The Early Growth and Development Study – Phase II (EGDS-II) is a nationwide, prospective adoption study conducted by the Pennsylvania State University. Oregon Social Learning Center and George Washington University were subcontracted to assist with data collection. EGDS-II builds on important developments in understanding the relationship between heredity, prenatal influences, and family environment in child development. Traditional thinking was that nature or nurture influences a child’s development. More recent research shows that nature and nurture are closely connected and both, together, may influence the same area of a child’s development. In order for us to know how children’s behavior is influenced by their heredity, by their prenatal environment, and by their family relationships, and how these influences are interconnected, we need to study families where the child is not raised by anyone from their biological family. The best way to do this is to study children who have been placed for adoption and their adoptive and birth families. Our study is the first of its kind to simultaneously study the adoption process and the influence of heredity, the prenatal environment, and family environment on children’s psychosocial development. The EGDS-II sample included 200 adoptive families, adopted children, and the birth parents of these children. Over a 3-year period, each birth parent was visited twice, and each adoptive family was visited thrice. Our assessments also included brief telephone check-ins and questionnaires for the birth parents and the adoptive parents. The EGDS-II sample was added to the previously collected EGDS sample of 361 adoptive families and birth parents to provide the largest US sample of adopted and birth families to date.Year Project Began: 2007
Funder: National Institute of Mental Health
Leslie Leve, Ph.D.
Oregon Social Learning Center
Primary Research and Clinical Interests
Dr. Leve’s research is focused on the translation of basic research to inform preventive interventions. She leads research grants from NIDA, NIMH, and NICHD that focus on developmental pathways and intervention outcomes for at-risk youth and families.
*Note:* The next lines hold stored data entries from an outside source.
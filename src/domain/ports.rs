use super::account::{AccountId, Balance};
use crate::error::Result;
use async_trait::async_trait;
use rust_decimal::Decimal;
use std::sync::Arc;

/// Shared handle to a ledger store backend.
pub type LedgerStoreArc = Arc<dyn LedgerStore>;

/// Durable storage of balance records with an isolated unit-of-work primitive.
///
/// The store exclusively owns all balance records; every mutation passes
/// through a [`LedgerUnit`] and becomes visible only at commit.
#[async_trait]
pub trait LedgerStore: Send + Sync {
    /// Side-effect-free read of one balance record.
    async fn balance(&self, account: &AccountId) -> Result<Option<Balance>>;

    /// Creates the one balance record for `account`. Fails with
    /// [`LedgerError::AccountExists`](crate::error::LedgerError::AccountExists)
    /// if the record already exists.
    async fn create_account(&self, account: AccountId, initial: Balance) -> Result<()>;

    /// Snapshot of every balance record.
    async fn all_balances(&self) -> Result<Vec<(AccountId, Balance)>>;

    /// Opens an isolated unit of work.
    async fn begin(&self) -> Result<Box<dyn LedgerUnit>>;
}

/// One isolated, atomic scope of reads and queued writes.
///
/// A unit guarantees that no other unit can commit a mutation to a record it
/// has read via [`read_for_update`](LedgerUnit::read_for_update) between that
/// read and this unit's commit or abort. Implementations may realize this
/// optimistically: a conflicting commit elsewhere makes this unit's commit
/// fail with `CommitConflict` instead of blocking it.
#[async_trait]
pub trait LedgerUnit: Send {
    /// Reads a balance within the unit and registers intent to mutate it.
    async fn read_for_update(&mut self, account: &AccountId) -> Result<Option<Balance>>;

    /// Queues a signed balance adjustment, applied atomically at commit.
    fn apply_delta(&mut self, account: &AccountId, delta: Decimal);

    /// Makes all queued deltas visible atomically. Fails with `CommitConflict`
    /// when another unit committed to a read record first, when a record
    /// vanished, or when a delta would drive a balance negative.
    async fn commit(self: Box<Self>) -> Result<()>;

    /// Discards all queued deltas. Nothing becomes visible.
    async fn abort(self: Box<Self>);
}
This includes preventive intervention studies with youth in foster care and with adolescents in the juvenile justice system aimed at preventing risk behaviors and improving public health outcomes, as well as adoption studies that examine the interplay between biological (genetic, hormonal), psychological, and social influences on development. Her published work in the area of gene-environment interplay emphasizes the translation of basic research findings to help refine the selection of malleable environmental targets in the context of prevention and intervention studies. She is also interested in issues specific to adjustment and outcomes for girls and women. Dr. Leve is a Professor of Counseling Psychology and Human Services in the College of Education and a Research Scientist at the Prevention Science Institute at the University of Oregon. She is the recipient of the 2011 Society for Prevention Research Prevention Science Award and is a member of the Society for Prevention Research Board of Directors. She obtained her Ph.D. from the University of Oregon in 1995.